Since the inner structure of hydrogel was a 3D interconnected network, water absorption and swelling behaviors were crucial to hydrogel stability. As the experimental results shown in Fig. 1F, after immersing in PBS for 1 h, the swelling ratio of all hydrogels exceeded 200% and reached swelling equilibrium after 24 h. The initial rapid swelling was mainly due to the unsaturated water absorption and porous structure of the scaffold, while the subsequent slow swelling was related to the dynamic exchange of water throughout the hydrogel network. The swelling ratio of Col20 was the highest from 3 h on, and HCol10 showed the lowest swelling ratio, which also suggested the influence of chemical cross-linking on mechanical properties.
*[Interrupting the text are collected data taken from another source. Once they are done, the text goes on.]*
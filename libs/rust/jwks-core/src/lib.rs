//! JWKS lifecycle library.
//!
//! Generates signing and encryption keys, persists them in a pluggable key
//! store, rotates them on expiry, revocation or algorithm change, and serves
//! the public key set used to validate issued tokens.

#![forbid(unsafe_code)]
#![warn(missing_docs)]

pub mod config;
pub mod crypto;
pub mod error;
pub mod jwks;
pub mod jwt;
pub mod metrics;
pub mod observability;
pub mod storage;

// Re-exports for convenience
pub use config::{JwksOptions, StoreConfig, VaultStoreConfig};
pub use crypto::{Algorithm, ContentEncryption, KeyFactory, KeyType, KeyUse};
pub use error::{JwksError, Result};
pub use jwks::{JsonWebKeySet, JwksService, KeyMaterial, PublicJwk};
pub use jwt::{EncryptingCredentials, JwtSerializer, SigningCredentials, TokenValidator};
pub use storage::{KeyStore, build_store};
By applying a fixed strain amplitude (1%) and temperature (25°C) and varying the frequency of dynamic sweeps, the frequency dependence of G’, G” tested over a wide range was shown in Fig. 1G. It presented that the storage modulus of HCol20 was higher than that of Col20 and HCol10, and HCol20 showed good toughness and higher strength. In addition, by applying a constant frequency (10 rad/s) and imposing strain, the relationship between the hydrogel’s G’, G” and strain were measured. Linear viscoelastic behavior occurred when the strain was less than a critical value, while non-linear behavior occurred when the strain exceeded this value, with G’ gradually decreasing below G”. From the dynamic strain sweep graph in Fig. 1H, it was observed that within a low strain range, the hydrogel maintained good linear viscoelastic behavior. As the strain increased gradually (100–1000%), the hydrogel showed nonlinear behavior, with a gradual decrease in the storage modulus and a marginal decrease in the loss modulus, indicating structural damage to the hydrogel. The critical point value was highest in HCol20, indicating its superior toughness.

Fig. 1
figure 1

Formation mechanism and physical properties of HCol and Col hydrogels. A Schiff base reaction. B Appearance of Col20 and HCol hydrogels. C FT-IR spectra of HA, OHA, Col20, and HCol20. D The reduction of NH2 (n = 3). E The morphology of Col20 and HCol hydrogels evaluated by SEM. F Swelling ratio of Col20 and HCol hydrogels in PBS (n = 3). G-H Evaluation of elastic storage modulus G’ and viscous loss modulus G” by rheology

3.2 In vitro cell culture

3.2.1 Cell viability, proliferation and morphology

The live/dead staining images displayed a homogeneous distribution of live cells on the hydrogels (Fig. 2A). Moreover, with increasing culture time, the intensity of green fluorescence steadily increased, and only a few dead cells were detected, indicating that the cells cultured on the hydrogels exhibited good vitality and proliferation. The CCK-8 assay results demonstrated a significant increase in cell number for all groups from 1 to 7 days (Fig. 2C), with the HCol10 group showing the highest proliferation rate, in line with the live/dead staining.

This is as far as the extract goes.